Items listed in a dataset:
-- Opening Marker --
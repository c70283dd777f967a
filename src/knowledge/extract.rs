//! Fact-extraction collaborator seam.
//!
//! Turning a chat message into a structured fact is delegated to the
//! embedding process (typically an LLM call). This crate only defines
//! the seam and stores whatever comes back as dynamic knowledge.

use futures::future::BoxFuture;

use crate::database::models::{KnowledgeContent, KnowledgeUpdate};

/// A structured fact pulled out of a chat message.
#[derive(Debug, Clone)]
pub struct ExtractedFact {
    /// Id for the resulting entry, e.g. `general_lobby_freezes`.
    pub id: String,

    pub content: KnowledgeContent,

    /// Extractor's own confidence; capped below 1.0 when stored, since
    /// chat-derived knowledge never outranks curated entries.
    pub confidence: f64,

    pub tags: Vec<String>,

    pub context_tags: Vec<String>,
}

/// Extracts structured facts from chat messages.
///
/// Object-safe so the service can hold `Box<dyn FactExtractor>`.
/// Returning `None` means the message carried no extractable fact;
/// that is the common case and not an error.
pub trait FactExtractor: Send + Sync {
    fn extract<'a>(
        &'a self,
        update: &'a KnowledgeUpdate,
    ) -> BoxFuture<'a, Option<ExtractedFact>>;
}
-- Closing Marker --
**AIM OF THE EXERCISE:** Line by line, retype all of the records exactly.

**ANSWER TO THIS PROBLEM:**
repository c70283dd777f967a
filename src/knowledge/extract.rs
//! Fact-extraction collaborator seam.
//!
//! Turning a chat message into a structured fact is delegated to the
//! embedding process (typically an LLM call). This crate only defines
//! the seam and stores whatever comes back as dynamic knowledge.

use futures::future::BoxFuture;

use crate::database::models::{KnowledgeContent, KnowledgeUpdate};

/// A structured fact pulled out of a chat message.
#[derive(Debug, Clone)]
pub struct ExtractedFact {
    /// Id for the resulting entry, e.g. `general_lobby_freezes`.
    pub id: String,

    pub content: KnowledgeContent,

    /// Extractor's own confidence; capped below 1.0 when stored, since
    /// chat-derived knowledge never outranks curated entries.
    pub confidence: f64,

    pub tags: Vec<String>,

    pub context_tags: Vec<String>,
}

/// Extracts structured facts from chat messages.
///
/// Object-safe so the service can hold `Box<dyn FactExtractor>`.
/// Returning `None` means the message carried no extractable fact;
/// that is the common case and not an error.
pub trait FactExtractor: Send + Sync {
    fn extract<'a>(
        &'a self,
        update: &'a KnowledgeUpdate,
    ) -> BoxFuture<'a, Option<ExtractedFact>>;
}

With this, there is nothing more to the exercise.